Stored items:
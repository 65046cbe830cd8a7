use crate::error::ConfigError;
use serde::{Deserialize, Serialize};
use std::path::Path;

/// Hashed NSEC3 owner names need 1 + 32 octets in front of the apex, which
/// leaves 222 octets of the 255 octet name limit for the apex itself
pub const DEFAULT_NSEC3_MAX_APEX_WIRE_LENGTH: usize = 222;

#[derive(Debug, Clone, PartialEq, Eq, Serialize, Deserialize)]
#[serde(default)]
pub struct CheckConfig {
    /// Whether the backend serves DNSKEY records straight from the zone data
    pub direct_dnskey: bool,

    /// Longest apex name (wire format) an NSEC3 zone may have
    pub nsec3_max_apex_wire_length: usize,

    /// Whether a missing TLSA target may be satisfied by a wildcard
    pub tlsa_wildcard_fallback: bool,
}

impl Default for CheckConfig {
    fn default() -> Self {
        Self {
            direct_dnskey: false,
            nsec3_max_apex_wire_length: DEFAULT_NSEC3_MAX_APEX_WIRE_LENGTH,
            tlsa_wildcard_fallback: true,
        }
    }
}

impl CheckConfig {
    /// Create a CheckConfig from environment variables
    pub fn from_env() -> Result<Self, ConfigError> {
        Self::from_lookup(|key| std::env::var(key).ok())
    }

    /// Build a config from an arbitrary key lookup, falling back to defaults
    /// for absent keys
    pub fn from_lookup<F>(lookup: F) -> Result<Self, ConfigError>
    where
        F: Fn(&str) -> Option<String>,
    {
        let mut config = Self::default();

        if let Some(value) = lookup("CHECKZONE_DIRECT_DNSKEY") {
            config.direct_dnskey = parse_bool(&value, config.direct_dnskey);
        }

        if let Some(value) = lookup("CHECKZONE_NSEC3_MAX_APEX_WIRE_LENGTH") {
            config.nsec3_max_apex_wire_length =
                value
                    .trim()
                    .parse()
                    .map_err(|_| ConfigError::InvalidValue {
                        key: "CHECKZONE_NSEC3_MAX_APEX_WIRE_LENGTH".to_string(),
                        value: value.clone(),
                    })?;
        }

        if let Some(value) = lookup("CHECKZONE_TLSA_WILDCARD_FALLBACK") {
            config.tlsa_wildcard_fallback = parse_bool(&value, config.tlsa_wildcard_fallback);
        }

        config.validate()?;
        Ok(config)
    }

    /// Parse a TOML document; missing keys keep their defaults
    pub fn from_toml_str(text: &str) -> Result<Self, ConfigError> {
        let config: Self = toml::from_str(text).map_err(|e| ConfigError::Parse(e.to_string()))?;
        config.validate()?;
        Ok(config)
    }

    pub fn from_file<P: AsRef<Path>>(path: P) -> Result<Self, ConfigError> {
        let text = std::fs::read_to_string(path)?;
        Self::from_toml_str(&text)
    }

    pub fn validate(&self) -> Result<(), ConfigError> {
        if self.nsec3_max_apex_wire_length == 0 || self.nsec3_max_apex_wire_length > 255 {
            return Err(ConfigError::InvalidNsec3Limit(
                self.nsec3_max_apex_wire_length,
            ));
        }
        Ok(())
    }
}

fn parse_bool(s: &str, default: bool) -> bool {
    match s.trim().to_lowercase().as_str() {
        "true" | "1" | "yes" | "on" => true,
        "false" | "0" | "no" | "off" => false,
        _ => default,
    }
}

#[cfg(test)]
mod tests {
    use super::*;
    use std::collections::HashMap;

    fn lookup(pairs: &[(&str, &str)]) -> impl Fn(&str) -> Option<String> {
        let map: HashMap<String, String> = pairs
            .iter()
            .map(|(k, v)| (k.to_string(), v.to_string()))
            .collect();
        move |key| map.get(key).cloned()
    }

    #[test]
    fn test_default_config_is_valid() {
        let config = CheckConfig::default();
        assert!(config.validate().is_ok());
        assert!(!config.direct_dnskey);
        assert!(config.tlsa_wildcard_fallback);
        assert_eq!(config.nsec3_max_apex_wire_length, 222);
    }

    #[test]
    fn test_invalid_nsec3_limit() {
        for limit in [0, 256] {
            let config = CheckConfig {
                nsec3_max_apex_wire_length: limit,
                ..Default::default()
            };
            assert_eq!(
                config.validate(),
                Err(ConfigError::InvalidNsec3Limit(limit))
            );
        }
    }

    #[test]
    fn test_parse_bool() {
        assert!(parse_bool("YES", false));
        assert!(parse_bool("on", false));
        assert!(!parse_bool("0", true));
        assert!(parse_bool("maybe", true));
        assert!(!parse_bool("maybe", false));
    }

    #[test]
    fn test_from_lookup() {
        let config = CheckConfig::from_lookup(lookup(&[
            ("CHECKZONE_DIRECT_DNSKEY", "true"),
            ("CHECKZONE_NSEC3_MAX_APEX_WIRE_LENGTH", "100"),
            ("CHECKZONE_TLSA_WILDCARD_FALLBACK", "off"),
        ]))
        .unwrap();
        assert!(config.direct_dnskey);
        assert_eq!(config.nsec3_max_apex_wire_length, 100);
        assert!(!config.tlsa_wildcard_fallback);

        assert_eq!(CheckConfig::from_lookup(lookup(&[])).unwrap(), CheckConfig::default());
    }

    #[test]
    fn test_from_lookup_rejects_bad_limit() {
        let result = CheckConfig::from_lookup(lookup(&[(
            "CHECKZONE_NSEC3_MAX_APEX_WIRE_LENGTH",
            "lots",
        )]));
        assert!(matches!(result, Err(ConfigError::InvalidValue { .. })));

        let result =
            CheckConfig::from_lookup(lookup(&[("CHECKZONE_NSEC3_MAX_APEX_WIRE_LENGTH", "300")]));
        assert_eq!(result, Err(ConfigError::InvalidNsec3Limit(300)));
    }

    #[test]
    fn test_from_toml_str() {
        let config = CheckConfig::from_toml_str("direct_dnskey = true\n").unwrap();
        assert!(config.direct_dnskey);
        assert_eq!(config.nsec3_max_apex_wire_length, 222);

        assert!(matches!(
            CheckConfig::from_toml_str("direct_dnskey = \"sometimes\""),
            Err(ConfigError::Parse(_))
        ));
    }
}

Task description: Your response should contain each line of the entries above that holds the string "octets".

Answer to this problem:
/// Hashed NSEC3 owner names need 1 + 32 octets in front of the apex, which
/// leaves 222 octets of the 255 octet name limit for the apex itself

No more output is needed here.